Plants

11th International Workshop on Feedback Computing

Feedback Computing 2016

Co-located with ICAC 2016, held in Wurzburg from July 19 to July 22, 2016.

 

Mark Squillante

Area Head
IBM Research

Optimal Feedback Control of Computing Systems under Uncertainty


Abstract: The proliferation of data and the advances in statistical and machine learning methods create tremendous opportunities for optimal feedback control under uncertainty to address computing systems at scale. We consider a general approach moving from data to stochastic models of uncertainty within a computing systems based on statistical methods and then to optimal feedback control of the computing system based on these stochastic models of uncertainty. Two different examples will be used to illustrate instances of our general approach, both involving dynamic computer resource allocation problems. In each case, we devise an optimal feedback control policy that includes easily and efficiently implementable algorithms for governing dynamic resource allocation over time. Numerical experiments demonstrate the significant benefits (e.g., high-performance, energy-efficiency) of our approach over previously published results.

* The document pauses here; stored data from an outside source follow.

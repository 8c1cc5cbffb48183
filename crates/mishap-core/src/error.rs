//! Error types for mishap-core

use thiserror::Error;

/// Core error type
#[derive(Error, Debug, Clone, PartialEq, Eq)]
pub enum Error {
    #[error("Unknown axis: {0}")]
    UnknownAxis(String),

    #[error("Unknown attribute: {0}")]
    UnknownAttribute(String),

    #[error("Unknown trigger condition: {0}")]
    UnknownTrigger(String),

    #[error("Invalid sex: {0}")]
    InvalidSex(String),

    #[error("Attribute {attribute} out of range: {value} (expected 1..=10)")]
    AttributeOutOfRange { attribute: String, value: i32 },

    #[error("Invalid character: {0}")]
    InvalidCharacter(String),
}

/// Result type alias
pub type Result<T> = std::result::Result<T, Error>;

About the Speaker: Mark S. Squillante is a Distinguished Research Staff Member and the Area Head of Stochastic Processes, Optimization and Control within the Mathematical Sciences Department at the IBM Thomas J. Watson Research Center. He also serves as Director of the Center for Optimization under Uncertainty Research across IBM Research. He has been an adjunct faculty member at Columbia University and a Member of the Technical Staff at Bell Telephone Laboratories, and has held visiting positions at various academic institutions. His research interests concern mathematical foundations of the analysis, modeling and optimization of the design and control of complex systems under uncertainty. He is a fellow of ACM and IEEE, and the author of more than 250 technical papers and more than 30 issued or filed patents. His work has been recognized through The Daniel H. Wagner Prize (INFORMS), 8 best paper awards, 11 keynote/plenary presentations, 14 major IBM technical awards, and 26 IBM invention awards. He serves as Chair of IFIP W.G. 7.3 and as Chair of the Computer Performance Foundation, and currently serves on the editorial board of ACM Transactions on Modeling and Performance Evaluation of Computing Systems, Performance Evaluation, and Stochastic Models. He received a Ph.D. degree from the University of Washington.